Alfred Döblin’s ‘Berlin Alexanderplatz’ (1929) is a classic modernist novel from the Weimar era, telling the story of an ordinary man, Franz Biberkopf, trying to stay afloat in a society riven by corruption, violence and political prejudice. The hero, Francis, wants to be a good man and to live honestly but circumstances keep on getting in the way. Geoffrey Macnab talks to Leontine Petit, Dutch co-producer of Berlin Alexanderplatz.

It was made into a mini-series by Rainer Werner Fassbinder in 1980. Now, a contemporary version, Berlin Alexanderplatz, directed by Afghan-German auteur Burhan Qurbani, produced by Sommerhaus Filmproduktion and Lemming Film, and sold by Beta Cinema, is screening in Berlinale competition.
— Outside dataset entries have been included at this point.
#[cfg(test)]
mod tests {
    use super::*;
    use crate::memory::MemoryStore;
    use crate::store::FsStore;
    use glossary_core::GlossaryError;
    use tempfile::TempDir;

    fn sample() -> Glossary {
        Glossary::from_entries(
            "Cryosphere glossary",
            [
                Entry::builder("ablation")
                    .definition(["Combined processes.", "Reduction of the water equivalent."])
                    .see_also(["accumulation"])
                    .build()
                    .unwrap(),
                Entry::new("accumulation", "All processes that add to the mass.").unwrap(),
                Entry::builder("Firn")
                    .definition("Snow that has survived one melt season.")
                    .synonym(["névé"])
                    .build()
                    .unwrap(),
            ],
        )
        .unwrap()
    }

    fn memory_repo(config: StoreConfig) -> Repository<MemoryStore> {
        Repository::new(MemoryStore::new(), config)
    }

    #[test]
    fn export_writes_letter_directories() {
        let mut repo = memory_repo(StoreConfig::default());
        let report = repo.export_entries(&sample()).unwrap();

        assert_eq!(
            report.written,
            vec![
                PathBuf::from("glossary/a/ablation.yml"),
                PathBuf::from("glossary/a/accumulation.yml"),
                PathBuf::from("glossary/f/firn.yml"),
            ]
        );
        assert!(report.skipped.is_empty());

        let text = repo
            .store()
            .read_to_string(Path::new("glossary/f/firn.yml"))
            .unwrap();
        assert!(text.starts_with("term: firn\n"));
    }

    #[test]
    fn export_without_overwrite_leaves_existing_documents() {
        let mut store = MemoryStore::new();
        store.insert("glossary/f/firn.yml", "term: firn\ndefinition: hand edited\n");
        let mut repo = Repository::new(store, StoreConfig::default());

        let report = repo.export_entries(&sample()).unwrap();

        assert_eq!(report.skipped, vec![PathBuf::from("glossary/f/firn.yml")]);
        assert_eq!(report.written_count(), 2);
        assert_eq!(
            repo.store()
                .read_to_string(Path::new("glossary/f/firn.yml"))
                .unwrap(),
            "term: firn\ndefinition: hand edited\n"
        );
    }

    #[test]
    fn export_with_overwrite_replaces_documents() {
        let mut store = MemoryStore::new();
        store.insert("glossary/f/firn.yml", "stale");
        let mut repo = Repository::new(store, StoreConfig::default().with_overwrite(true));

        let report = repo.export_entries(&sample()).unwrap();

        assert_eq!(report.written_count(), 3);
        assert!(report.skipped.is_empty());
        let text = repo
            .store()
            .read_to_string(Path::new("glossary/f/firn.yml"))
            .unwrap();
        assert_eq!(Entry::from_yaml(&text).unwrap().term(), "firn");
    }

    #[test]
    fn unsafe_term_aborts_before_writing() {
        let mut glossary = sample();
        glossary.add(Entry::new("a.b", "dotted").unwrap()).unwrap();
        let mut repo = memory_repo(StoreConfig::default());

        let err = repo.export_entries(&glossary).unwrap_err();

        assert!(matches!(
            err,
            StoreError::Glossary(GlossaryError::PathSafety { ref stem }) if stem == "a.b"
        ));
        assert!(repo.store().is_empty());
    }

    fn shared_stem_glossary() -> Glossary {
        Glossary::from_entries(
            "shared stems",
            [
                Entry::new("ice-sheet", "A mass of glacier ice.").unwrap(),
                Entry::new("ice sheet", "Written without the hyphen.").unwrap(),
            ],
        )
        .unwrap()
    }

    fn assert_stem_collision(err: StoreError, expected_stem: &str) {
        match err {
            StoreError::Glossary(GlossaryError::StemCollision { stem, first, second }) => {
                assert_eq!(stem, expected_stem);
                assert_ne!(first, second);
            }
            other => panic!("unexpected error: {other:?}"),
        }
    }

    #[test]
    fn terms_sharing_a_stem_abort_entry_export() {
        let glossary = shared_stem_glossary();
        let mut repo = memory_repo(StoreConfig::default());

        let err = repo.export_entries(&glossary).unwrap_err();

        assert_stem_collision(err, "ice_sheet");
        assert!(repo.store().is_empty());
    }

    #[test]
    fn terms_sharing_a_stem_abort_even_with_overwrite() {
        let glossary = Glossary::from_entries(
            "apostrophes",
            [
                Entry::new("glen's law", "Flow law of ice.").unwrap(),
                Entry::new("glens law", "Same law, no apostrophe.").unwrap(),
            ],
        )
        .unwrap();
        let mut repo = memory_repo(StoreConfig::default().with_overwrite(true));

        let err = repo.export_entries(&glossary).unwrap_err();

        match err {
            StoreError::Glossary(GlossaryError::StemCollision { stem, first, second }) => {
                assert_eq!(stem, "glens_law");
                assert_eq!(first, "glen's law");
                assert_eq!(second, "glens law");
            }
            other => panic!("unexpected error: {other:?}"),
        }
        assert!(repo.store().is_empty());
    }

    #[test]
    fn terms_sharing_a_stem_abort_page_export() {
        let glossary = shared_stem_glossary();
        let mut repo = memory_repo(StoreConfig::default().with_create_dirs(true));

        let err = repo.export_pages(&glossary).unwrap_err();

        assert_stem_collision(err, "ice_sheet");
        assert!(repo.store().is_empty());
    }

    #[test]
    fn page_for_index_term_survives_letter_index() {
        let glossary =
            Glossary::from_entries("index", [Entry::new("index", "A list of terms.").unwrap()])
                .unwrap();
        let mut repo = memory_repo(StoreConfig::default().with_create_dirs(true));

        let report = repo.export_pages(&glossary).unwrap();

        assert_eq!(
            report.written,
            vec![
                PathBuf::from("pages/i/index.md"),
                PathBuf::from("pages/i/_index.md"),
            ]
        );
        let page = repo
            .store()
            .read_to_string(Path::new("pages/i/index.md"))
            .unwrap();
        assert!(page.contains("A list of terms."));
        let index = repo
            .store()
            .read_to_string(Path::new("pages/i/_index.md"))
            .unwrap();
        assert!(index.contains("[Index](index.md)"));
    }

    #[test]
    fn term_claiming_the_index_page_is_rejected() {
        let glossary =
            Glossary::from_entries("index", [Entry::new("- index", "Leading dash.").unwrap()])
                .unwrap();
        let mut repo = memory_repo(StoreConfig::default().with_create_dirs(true));

        let err = repo.export_pages(&glossary).unwrap_err();

        match err {
            StoreError::Glossary(GlossaryError::StemCollision { stem, first, .. }) => {
                assert_eq!(stem, "_index");
                assert_eq!(first, "- index");
            }
            other => panic!("unexpected error: {other:?}"),
        }
        assert!(repo.store().is_empty());
    }

    #[test]
    fn export_then_import_counts_documents() {
        let glossary = sample();
        let mut repo = memory_repo(StoreConfig::default());
        repo.export_entries(&glossary).unwrap();

        let imported = repo.import_entries("Cryosphere glossary").unwrap();

        assert_eq!(imported.count(), 3);
        assert_eq!(imported, glossary);
    }

    #[test]
    fn import_reports_the_bad_document() {
        let mut store = MemoryStore::new();
        store.insert("glossary/f/firn.yml", "term: firn\ndefinition: 42\n");
        let repo = Repository::new(store, StoreConfig::default());

        let err = repo.import_entries("broken").unwrap_err();

        match err {
            StoreError::Document { path, source } => {
                assert_eq!(path, PathBuf::from("glossary/f/firn.yml"));
                assert!(source.is_validation() || matches!(source, GlossaryError::Yaml(_)));
            }
            other => panic!("unexpected error: {other:?}"),
        }
    }

    #[test]
    fn import_missing_root() {
        let repo = memory_repo(StoreConfig::default());
        let err = repo.import_entries("empty").unwrap_err();
        assert!(matches!(err, StoreError::MissingDirectory(ref p) if p == Path::new("glossary")));
    }

    #[test]
    fn render_entry_document_does_not_write() {
        let repo = memory_repo(StoreConfig::default().with_glossary_root("out"));
        let glossary = sample();
        let entry = glossary.find("ablation").unwrap();

        let (path, text) = repo.render_entry_document(entry).unwrap();

        assert_eq!(path, PathBuf::from("out/a/ablation.yml"));
        assert_eq!(text, entry.to_yaml().unwrap());
        assert!(repo.store().is_empty());
    }

    #[test]
    fn pages_require_existing_root() {
        let mut repo = memory_repo(StoreConfig::default());
        let err = repo.export_pages(&sample()).unwrap_err();
        assert!(matches!(err, StoreError::MissingDirectory(ref p) if p == Path::new("pages")));
        assert!(repo.store().is_empty());
    }

    #[test]
    fn pages_with_create_dirs() {
        let mut repo = memory_repo(StoreConfig::default().with_create_dirs(true));
        let report = repo.export_pages(&sample()).unwrap();

        assert_eq!(
            report.written,
            vec![
                PathBuf::from("pages/a/ablation.md"),
                PathBuf::from("pages/a/accumulation.md"),
                PathBuf::from("pages/f/firn.md"),
                PathBuf::from("pages/a/_index.md"),
                PathBuf::from("pages/f/_index.md"),
            ]
        );

        let index = repo
            .store()
            .read_to_string(Path::new("pages/a/_index.md"))
            .unwrap();
        assert!(index.contains("[Ablation](ablation.md)"));
        assert!(index.contains("[Accumulation](accumulation.md)"));

        let page = repo
            .store()
            .read_to_string(Path::new("pages/f/firn.md"))
            .unwrap();
        assert!(page.starts_with("# Firn\n"));
    }

    #[test]
    fn pages_into_existing_root_overwrite() {
        let mut store = MemoryStore::new();
        store.insert("pages/f/firn.md", "old page");
        let mut repo = Repository::new(store, StoreConfig::default());

        repo.export_pages(&sample()).unwrap();

        let page = repo
            .store()
            .read_to_string(Path::new("pages/f/firn.md"))
            .unwrap();
        assert_ne!(page, "old page");
    }

    #[test]
    fn aggregate_roundtrip_by_extension() {
        let glossary = sample();
        let mut repo = memory_repo(StoreConfig::default());

        for name in ["glossary.json", "glossary.yml", "out/glossary.yaml"] {
            let path = Path::new(name);
            repo.save_aggregate(&glossary, path).unwrap();
            assert_eq!(repo.load_aggregate(path).unwrap(), glossary);
        }

        let json: serde_json::Value = serde_json::from_str(
            &repo
                .store()
                .read_to_string(Path::new("glossary.json"))
                .unwrap(),
        )
        .unwrap();
        assert_eq!(json["count"], 3);
    }

    #[test]
    fn aggregate_unknown_extension() {
        let mut repo = memory_repo(StoreConfig::default());
        let err = repo
            .save_aggregate(&sample(), Path::new("glossary.txt"))
            .unwrap_err();
        assert!(matches!(err, StoreError::UnknownFormat(_)));
    }

    #[test]
    fn ingest_tabular_file() {
        let mut store = MemoryStore::new();
        store.insert(
            "terms.csv",
            "term,definition\n\
             ablation,\"(1) combined processes (2) reduction of the water equivalent\"\n\
             firn,snow that has survived one melt season\n",
        );
        let repo = Repository::new(store, StoreConfig::default());

        let glossary = repo
            .ingest_tabular(Path::new("terms.csv"), "ingested", TabularOptions::default())
            .unwrap();

        assert_eq!(glossary.count(), 2);
        let ablation = glossary.find("ablation").unwrap();
        assert_eq!(ablation.definition().get(1), Some("Combined processes."));
        assert_eq!(
            ablation.definition().get(2),
            Some("Reduction of the water equivalent.")
        );
    }

    #[test]
    fn ingest_duplicate_term_names_the_file() {
        let mut store = MemoryStore::new();
        store.insert("terms.csv", "firn,old snow\nFirn,older snow\n");
        let repo = Repository::new(store, StoreConfig::default());
        let options = TabularOptions {
            skip_rows: 0,
            has_header: false,
        };

        let err = repo
            .ingest_tabular(Path::new("terms.csv"), "dupes", options)
            .unwrap_err();

        assert!(matches!(
            err,
            StoreError::Document { source: GlossaryError::Collision { .. }, .. }
        ));
    }

    #[test]
    fn filesystem_export_import() {
        let dir = TempDir::new().unwrap();
        let config = StoreConfig::default()
            .with_glossary_root(dir.path().join("glossary"))
            .with_pages_root(dir.path().join("pages"))
            .with_create_dirs(true);
        let mut repo = Repository::new(FsStore::new(), config);
        let glossary = sample();

        let report = repo.export_entries(&glossary).unwrap();
        assert_eq!(report.written_count(), 3);
        assert!(dir.path().join("glossary/a/ablation.yml").is_file());

        let imported = repo.import_entries("Cryosphere glossary").unwrap();
        assert_eq!(imported, glossary);

        repo.export_pages(&glossary).unwrap();
        assert!(dir.path().join("pages/f/firn.md").is_file());
        assert!(dir.path().join("pages/f/_index.md").is_file());

        let again = repo.export_entries(&glossary).unwrap();
        assert_eq!(again.skipped_count(), 3);
    }
}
It is supported by the Film Fund and Production Incentive.

“It’s a different approach on Alfred Döblin’s novel, told in the present day from the perspective of a refugee,” Leontine Petit (Lemming Film) says of Qurbani’s 3-hour re-imagining of the story, which she boarded after its pitch at CineMart 2016. “We really get into the head of an illegal refugee and experience what it is like to arrive in Europe and how to survive.”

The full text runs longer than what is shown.